Tout part de là, du Royal Opera House, à Covent Garden, qui donne Turandot avec Roberto Alagna.

 

    Ci-contre le ROH, Royal Opera House.

 

Ci-dessus, Roberto Alagna dans le rôle de Calaf au Royal Opera House de Covent Garden.

 

Ci-dessous, la salle vide, lors de la générale fermée de Turandot.

Au début de l’Opéra, la foule chinoise grouille sous les remparts de la Cité Interdite. À Covent Garden, elle est là aussi, la foule chinoise. Détail authentique, au centre, non pas Calaf, le prince étranger, mais une étrangère, seule du lot à n’être pas chinoise.
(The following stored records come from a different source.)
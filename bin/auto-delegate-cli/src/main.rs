// Copyright (c) 2025 Dimitris Kafetzis
//
// Licensed under the MIT License.
// See LICENSE file in the project root for full license information.
//
// SPDX-License-Identifier: MIT

//! # auto-delegate
//!
//! Command-line interface for policy-driven delegate selection.
//!
//! ## Usage
//! ```bash
//! # Select delegates for a graph and show partitioning before/after allocation
//! auto-delegate select --graph ./graphs/face_detect.json --policy ./policies/load_balancing.json --allocate
//!
//! # Inline policy, JSON report
//! auto-delegate select --graph ./graphs/face_detect.json --policy-json '{"policy":"MIN_LATENCY"}' --json
//!
//! # Inspect graph structure
//! auto-delegate inspect --graph ./graphs/face_detect.json
//!
//! # Validate a policy document
//! auto-delegate policy --policy ./policies/load_balancing.json
//!
//! # Show the detected GPU vendor
//! auto-delegate probe
//! ```

mod commands;

use clap::{Parser, Subcommand};
use std::path::PathBuf;

#[derive(Parser)]
#[command(
    name = "auto-delegate",
    about = "Policy-driven delegate selection for graph executors",
    version,
    author
)]
struct Cli {
    /// Enable verbose logging (repeat for more: -v, -vv, -vvv).
    #[arg(short, long, action = clap::ArgAction::Count, global = true)]
    verbose: u8,

    #[command(subcommand)]
    command: Commands,
}

#[derive(Subcommand)]
enum Commands {
    /// Select and bind delegates for a graph under a policy.
    Select {
        /// Path to the graph manifest (JSON).
        #[arg(short, long)]
        graph: PathBuf,

        /// Path to the policy document.
        #[arg(short, long, conflicts_with = "policy_json")]
        policy: Option<PathBuf>,

        /// Inline policy document.
        #[arg(long)]
        policy_json: Option<String>,

        /// Allocate tensors after selection and fill the first input.
        #[arg(short, long)]
        allocate: bool,

        /// Keep selecting after a specialized backend was bound.
        #[arg(long)]
        continue_after_specialized: bool,

        /// Load the TPU delegate from this shared library instead of the
        /// simulated device.
        #[arg(long)]
        tpu_library: Option<PathBuf>,

        /// Print the selection report as JSON.
        #[arg(long)]
        json: bool,
    },

    /// Inspect a graph: print its plan, tensors and partitioning.
    Inspect {
        /// Path to the graph manifest (JSON).
        #[arg(short, long)]
        graph: PathBuf,
    },

    /// Parse a policy document and print its diagnostics and normalized form.
    Policy {
        /// Path to the policy document.
        #[arg(short, long, conflicts_with = "policy_json", required_unless_present = "policy_json")]
        policy: Option<PathBuf>,

        /// Inline policy document.
        #[arg(long)]
        policy_json: Option<String>,
    },

    /// Display the detected GPU vendor and compiled graphics API.
    Probe,
}

fn main() -> anyhow::Result<()> {
    let cli = Cli::parse();

    // Initialize tracing/logging based on verbosity.
    commands::init_tracing(cli.verbose);

    match cli.command {
        Commands::Select {
            graph,
            policy,
            policy_json,
            allocate,
            continue_after_specialized,
            tpu_library,
            json,
        } => commands::select::execute(commands::select::SelectArgs {
            graph,
            policy,
            policy_json,
            allocate,
            continue_after_specialized,
            tpu_library,
            json,
        }),
        Commands::Inspect { graph } => commands::inspect::execute(graph),
        Commands::Policy {
            policy,
            policy_json,
        } => commands::policy::execute(policy, policy_json),
        Commands::Probe => commands::probe::execute(),
    }
}
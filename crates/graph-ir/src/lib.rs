// Copyright (c) 2025 Dimitris Kafetzis
//
// Licensed under the MIT License.
// See LICENSE file in the project root for full license information.
//
// SPDX-License-Identifier: MIT

//! # graph-ir
//!
//! The graph-executor side of delegate selection.
//!
//! The selector never owns a graph: it borrows one through the
//! [`GraphExecutor`] trait, scans its execution plan, and hands it
//! [`Delegate`]s to bind. This crate defines that contract:
//!
//! - [`OpKind`]: builtin operation kinds, `CUSTOM`, and the reserved
//!   `DELEGATE` kind that marks a collapsed delegate partition.
//! - [`NodeRegistration`]: one entry in the node table.
//! - [`Tensor`] / [`TensorType`]: typed tensor buffers, used for input
//!   fabrication in smoke tests.
//! - [`GraphExecutor`] / [`Delegate`]: the executor and delegate seams.
//! - [`ReferenceGraph`]: an in-memory executor that performs partition
//!   collapse the way a real interpreter does. Used by tests, benches and
//!   the CLI.
//! - [`GraphManifest`]: a JSON graph description that loads into a
//!   [`ReferenceGraph`].
//!
//! # Example
//! ```no_run
//! use graph_ir::{GraphExecutor, GraphManifest};
//! use std::path::Path;
//!
//! let graph = GraphManifest::from_file(Path::new("./graphs/face_detect.json"))
//!     .unwrap()
//!     .into_graph()
//!     .unwrap();
//! println!("{} nodes scheduled", graph.execution_plan().len());
//! ```

mod error;
mod executor;
mod manifest;
mod node;
pub mod reference;
mod tensor;

pub use error::GraphError;
pub use executor::{Delegate, DelegateBinding, DelegateId, GraphExecutor};
pub use manifest::{GraphManifest, ManifestNode, ManifestTensor};
pub use node::{NodeRegistration, OpKind};
pub use reference::ReferenceGraph;
pub use tensor::{Tensor, TensorData, TensorType};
Les étrangers se regroupent, comme Calaf retrouve son père et Liù.

La foule, des visages, des masques.

Les chœurs d’enfants de Puccini, chinois ou pas, sont étalés sur les pelouses. Ils n’ont pas oublié les casquettes jaunes.

Et lui, le jeune homme de la publicité, en photo plus grand que nature, collé sur son bus, qu’on mène où il n’a pas envie d’aller, figure le prince persan conduit au bourreau pour n’avoir pas su déchiffrer les énigmes de Turandot. Son visage traduit la même tristesse que, sous son masque, le figurant dont personne ne verra le visage.

Le prétendant est conduit au bourreau comme le mannequin est conduit par le bus.

La tête sur le billot.

 

Turandot ne fait pas grâce.

 

 

 

 

 

 

 

 

 

 

 

 

 

Là où on croit que Winston Churchill chemine au milieu des nuages, c’est le   Fils du ciel qui descend des hautes sphères pour tenter de décourager sa fille de faire tomber les têtes prétendants.

 

 

 

 

 

 

 

Les anonymes que Turandot fait bâtonner dans les rues de Pékin

sont là aussi, en ville, dans leur misère, tombés aux coins des rues.

La plupart n’ont plus même le courage de dissimuler leur visage sous le masque d’une couverture ou de leurs poings fermés.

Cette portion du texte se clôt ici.